| Task brief |
Using the records below, find every line that includes "submission" and copy it.

# # # # #

use std::time::Duration;

use mediagen_contracts::{
    ExecutionResult, GenerationError, JobStatus, MediaKind, ModelConfig, PlatformId,
    RequestDescriptor,
};
use serde_json::{json, Map, Value};

use crate::config::EngineConfig;
use crate::params::{merge_extra, ParamReader};
use crate::transport::{vendor_error_message, HttpCall};

use super::{
    join_url, map_object, non_empty_str, unknown_model, JobHandle, JobProtocol, ModelBundle,
};

const IMAGE_SIZE_PRESETS: &[&str] = &[
    "square_hd",
    "square",
    "portrait_4_3",
    "portrait_16_9",
    "landscape_4_3",
    "landscape_16_9",
];

#[derive(Debug, Clone, Copy, PartialEq, Eq)]
enum FalVariant {
    FluxDev,
    FastSdxl,
    KlingVideo,
}

/// fal.ai: `fal.run` answers synchronously with the result body, the queue
/// host runs the submit / status / response protocol.
#[derive(Debug, Clone)]
pub struct FalModel {
    api_base: String,
    queue_base: String,
    config: ModelConfig,
    variant: FalVariant,
}

impl FalModel {
    pub fn new(config: ModelConfig, engine: &EngineConfig) -> Result<Self, GenerationError> {
        let variant = match config.name.as_str() {
            "flux-dev" => FalVariant::FluxDev,
            "fast-sdxl" => FalVariant::FastSdxl,
            "kling-video" => FalVariant::KlingVideo,
            _ => return Err(unknown_model(PlatformId::Fal, &config)),
        };
        Ok(Self {
            api_base: engine.fal_api_base.clone(),
            queue_base: engine.fal_queue_base.clone(),
            config,
            variant,
        })
    }

    fn queue_url(&self, suffix: &str) -> String {
        join_url(
            &self.queue_base,
            &format!("{}/{suffix}", self.config.endpoint.trim_end_matches('/')),
        )
    }

    /// Explicit `width` + `height` win over the `image_size` preset.
    fn image_size(reader: ParamReader<'_>, default: &str) -> Result<Value, GenerationError> {
        let width = reader.int_in("width", None, 256, 2048)?;
        let height = reader.int_in("height", None, 256, 2048)?;
        match (width, height) {
            (Some(width), Some(height)) => Ok(json!({"width": width, "height": height})),
            (None, None) => Ok(Value::String(reader.choice(
                "image_size",
                default,
                IMAGE_SIZE_PRESETS,
            )?)),
            _ => Err(GenerationError::validation(
                "'width' and 'height' must be given together",
            )),
        }
    }
}

impl ModelBundle for FalModel {
    fn config(&self) -> &ModelConfig {
        &self.config
    }

    fn build_request(
        &self,
        params: &Map<String, Value>,
    ) -> Result<RequestDescriptor, GenerationError> {
        let reader = ParamReader::new(params);
        let prompt = reader.prompt("prompt")?;
        let mut body = match self.variant {
            FalVariant::FluxDev => map_object(json!({
                "prompt": prompt,
                "image_size": Self::image_size(reader, "landscape_4_3")?,
                "num_inference_steps": reader.int_in("num_inference_steps", Some(28), 1, 50)?,
                "guidance_scale": reader.float_in("guidance_scale", 3.5, 1.0, 20.0)?,
                "num_images": reader.int_in("num_images", Some(1), 1, 4)?,
                "enable_safety_checker": reader.flag("enable_safety_checker", true)?,
            })),
            FalVariant::FastSdxl => map_object(json!({
                "prompt": prompt,
                "negative_prompt": reader.optional_str("negative_prompt")?.unwrap_or_default(),
                "image_size": Self::image_size(reader, "square_hd")?,
                "num_images": reader.int_in("num_images", Some(1), 1, 4)?,
            })),
            FalVariant::KlingVideo => {
                let Some(image_url) = reader.image_reference("image_url")? else {
                    return Err(GenerationError::validation("'image_url' is required"));
                };
                map_object(json!({
                    "prompt": prompt,
                    "image_url": image_url,
                    "duration": reader.choice("duration", "5", &["5", "10"])?,
                    "aspect_ratio": reader.choice("aspect_ratio", "16:9", &["16:9", "9:16", "1:1"])?,
                }))
            }
        };
        if self.variant != FalVariant::KlingVideo {
            if let Some(seed) = reader.int_in("seed", None, 0, i64::from(u32::MAX))? {
                body.insert("seed".to_string(), Value::Number(seed.into()));
            }
        }
        merge_extra(&mut body, reader.extra()?);
        Ok(RequestDescriptor::post(self.config.endpoint.as_str(), body))
    }

    fn normalize_sync(&self, raw: &Value) -> ExecutionResult {
        let status = if raw.get("error").is_some_and(|error| !error.is_null()) {
            JobStatus::Failed
        } else {
            JobStatus::Succeeded
        };
        let keys: &[&str] = match self.config.media {
            MediaKind::Video => &["video", "videos", "images", "image"],
            MediaKind::Image => &["images", "image", "video"],
        };
        let output = keys
            .iter()
            .find_map(|key| raw.get(*key).filter(|value| !value.is_null()))
            .cloned()
            .unwrap_or(Value::Null);
        ExecutionResult::new(PlatformId::Fal, self.config.name.as_str(), status)
            .with_prediction_id(non_empty_str(raw, "request_id").map(str::to_string))
            .with_output(output)
            .with_diagnostics(raw, &["seed", "timings", "has_nsfw_concepts", "error"])
    }
}

impl JobProtocol for FalModel {
    fn platform(&self) -> PlatformId {
        PlatformId::Fal
    }

    fn sync_call(&self, descriptor: &RequestDescriptor, _wait: Duration) -> HttpCall {
        HttpCall::post(
            join_url(&self.api_base, &descriptor.endpoint),
            descriptor.body_value(),
        )
    }

    fn submit_call(&self, descriptor: &RequestDescriptor) -> HttpCall {
        HttpCall::post(
            join_url(&self.queue_base, &descriptor.endpoint),
            descriptor.body_value(),
        )
    }

    fn job_handle(&self, submission: &Value) -> Option<JobHandle> {
        let id = non_empty_str(submission, "request_id")?;
        Some(JobHandle {
            id: id.to_string(),
            status_url: non_empty_str(submission, "status_url")
                .map(str::to_string)
                .unwrap_or_else(|| self.queue_url(&format!("requests/{id}/status"))),
            response_url: Some(
                non_empty_str(submission, "response_url")
                    .map(str::to_string)
                    .unwrap_or_else(|| self.queue_url(&format!("requests/{id}"))),
            ),
        })
    }

    fn classify(&self, payload: &Value) -> Option<JobStatus> {
        let status = non_empty_str(payload, "status")?.to_ascii_uppercase();
        match status.as_str() {
            "IN_QUEUE" | "IN_PROGRESS" => Some(JobStatus::InProgress),
            "COMPLETED" if payload.get("error").is_some_and(|error| !error.is_null()) => {
                Some(JobStatus::Failed)
            }
            "COMPLETED" => Some(JobStatus::Succeeded),
            "FAILED" | "ERROR" => Some(JobStatus::Failed),
            "CANCELLED" | "CANCELED" => Some(JobStatus::Canceled),
            _ => None,
        }
    }

    fn failure_message(&self, payload: &Value) -> String {
        vendor_error_message(payload).unwrap_or_else(|| "request failed".to_string())
    }

    fn result_call(&self, handle: &JobHandle) -> Option<HttpCall> {
        handle
            .response_url
            .as_ref()
            .map(|url| HttpCall::get(url.as_str()))
    }
}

# # # # #

| Response for this exercise |
    fn job_handle(&self, submission: &Value) -> Option<JobHandle> {
        let id = non_empty_str(submission, "request_id")?;
            status_url: non_empty_str(submission, "status_url")
                non_empty_str(submission, "response_url")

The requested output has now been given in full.